Y al topar por ahí con algún transeúnte preocupado, podrá calificar:
-"Qué birria de huesos...".
Pero ojo a los precios y vamos con las tarifas de don Baltazar Guevara. Un esqueleto de primera clase, debidamente articulado y completo, vale como 1.000 pesos, mientras el precio de uno de segunda no pasa de 600.
El de tercera clase tiene un precio convencional y desde luego muy inferior, porque además de la baja calidad de los huesos puede ocurrir que se le haya completado con alguna costilla o con una falange ajena, que para el día del juicio final tiene todo el derecho de escaparse en busca de su legítimo dueño y dejar al promiscuo armazón con un índice trunco o con la estructura costal semejante a una peinilla vieja.
Contra todo lo que se pudiera creer, la vida de un esqueleto es casi efímera. En efecto, comprobado está que una armazón ósea, articulada y dispuesta para fines enseñantes o para servicios como los que presta nuestro amigo de los tribunales, apenas dura veinte años. y esto si se trata de uno de primera clase, porque si es de inferior apenas "vive" de 5 a 10 años, siempre que esté en manos consideradas. Don Baltazar no los garantiza por más tiempo, y él sabe cómo y por qué lo dice. Irremediablemente, las vértebras se desprenden de la columna dorsal de alambre galvanizado y el coxis se despunta en cuanto los alumnos de primeras ciencias le toman confianza o cuando los jueces distraídos caminan hacia atrás. Y aunque los traten bien, poco a poco se averían. Porque todo, en esta vida, se va acabando...

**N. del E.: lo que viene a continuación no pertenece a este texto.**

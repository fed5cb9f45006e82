//! Report Repository (analytics aggregation)

use super::{BaseRepository, RepoResult};
use chrono::{DateTime, Utc};
use shared::models::{
    InventoryValuation, PaymentBreakdown, ProductValuation, SalesSummary, TopProduct,
};
use sqlx::SqlitePool;

const TOP_PRODUCT_LIMIT: i64 = 5;

#[derive(Clone)]
pub struct ReportRepository {
    base: BaseRepository,
}

impl ReportRepository {
    pub fn new(pool: SqlitePool) -> Self {
        Self {
            base: BaseRepository::new(pool),
        }
    }

    /// Aggregate sales over an optional date range: totals, payment-method
    /// breakdown and best sellers
    pub async fn sales_summary(
        &self,
        from: Option<DateTime<Utc>>,
        to: Option<DateTime<Utc>>,
    ) -> RepoResult<SalesSummary> {
        let (sale_count, units_sold, gross_revenue): (i64, i64, f64) = sqlx::query_as(
            "SELECT COUNT(*), COALESCE(SUM(quantity), 0), COALESCE(SUM(total_amount), 0.0) \
             FROM sales \
             WHERE (?1 IS NULL OR created_at >= ?1) AND (?2 IS NULL OR created_at <= ?2)",
        )
        .bind(from)
        .bind(to)
        .fetch_one(self.base.pool())
        .await?;

        let payment_breakdown = sqlx::query_as::<_, PaymentBreakdown>(
            "SELECT payment_method AS method, COALESCE(SUM(total_amount), 0.0) AS amount, COUNT(*) AS count \
             FROM sales \
             WHERE (?1 IS NULL OR created_at >= ?1) AND (?2 IS NULL OR created_at <= ?2) \
             GROUP BY payment_method ORDER BY amount DESC",
        )
        .bind(from)
        .bind(to)
        .fetch_all(self.base.pool())
        .await?;

        let top_products = sqlx::query_as::<_, TopProduct>(
            "SELECT s.product_id, p.name, SUM(s.quantity) AS units_sold, SUM(s.total_amount) AS revenue \
             FROM sales s JOIN products p ON p.id = s.product_id \
             WHERE (?1 IS NULL OR s.created_at >= ?1) AND (?2 IS NULL OR s.created_at <= ?2) \
             GROUP BY s.product_id, p.name ORDER BY units_sold DESC LIMIT ?3",
        )
        .bind(from)
        .bind(to)
        .bind(TOP_PRODUCT_LIMIT)
        .fetch_all(self.base.pool())
        .await?;

        Ok(SalesSummary {
            from,
            to,
            sale_count,
            units_sold,
            gross_revenue,
            payment_breakdown,
            top_products,
        })
    }

    /// Per-product and total stock valuation at cost and retail prices
    pub async fn inventory_valuation(&self) -> RepoResult<InventoryValuation> {
        let products = sqlx::query_as::<_, ProductValuation>(
            "SELECT i.product_id, p.name, p.sku, i.quantity, \
             i.quantity * p.cost_price AS cost_value, \
             i.quantity * p.sell_price AS retail_value \
             FROM inventory i JOIN products p ON p.id = i.product_id \
             ORDER BY cost_value DESC",
        )
        .fetch_all(self.base.pool())
        .await?;

        let total_cost_value = products.iter().map(|p| p.cost_value).sum();
        let total_retail_value = products.iter().map(|p| p.retail_value).sum();

        Ok(InventoryValuation {
            total_cost_value,
            total_retail_value,
            products,
        })
    }
}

Nuestro esqueleto, quiero decir, nuestro amigo de los tribunales, es de segunda clase y ya tiene sus años de servicio. No habrán de ser muchas las audiencias públicas en que se vea obligado a representar el papel de víctima. No resistirá mucho el trazo de trayectorias al través de sus desiguales espacios intercostales, ni habrá de resistir muchas caídas. Si don Baltazar le examinara los dientes incisivos y el bacinete abollado, seguramente habría de calcularle pocos años más de servicios.
Y todo esto sin contar con que el esqueleto, casi todos los días, pasa de la sala del segundo piso a la del tercero, o de la del quinto a la del cuarto. Porque está al servicio de las cuatro salas, y el despreocupado conserje del edificio judicial, cuando no el juguetón ascensorista, es quien se encarga de llevarlo de un piso al otro. Más o menos con cuidado lo meten entre el ascensor, y lo llevan hasta donde su presencia se requiere. En el ascensor, justamente, lo encontré hace pocos días. Lo necesitaban en una de las salas de audiencias, para realizar alguna demostración en vista pública de las postrimerías del año judicial.
Mientras yo ampliaba el examen de sus huellas de sufrimiento, el ascensorista preguntó:
"¿Será de hombre o de mujer?".
Y nos dejó una duda que solamente nos podría aclarar don Baltazar Guevara. A lo mejor, él sabe algo de su historia. Los esqueletos preparados para fines didácticos no pasan por la sepultura. No conocen la tumba. Don Baltazar escoge su material casi vivo, y desnuda los esqueletos personalmente.
ßAsí, el modesto servidor de la justicia no ha conocido el reposo. Habrá de disfrutarlo pronto, porque sus huesos ya están muy averiados. Por ahora, sólo habrá de gozar de unas fugaces vacaciones, como cualquier empleado judicial, hasta los mediados de enero, cuando lo habrán de sacar de su tranquilo rincón para sacudirle el polvo en que no lo han dejado acabar de convertir.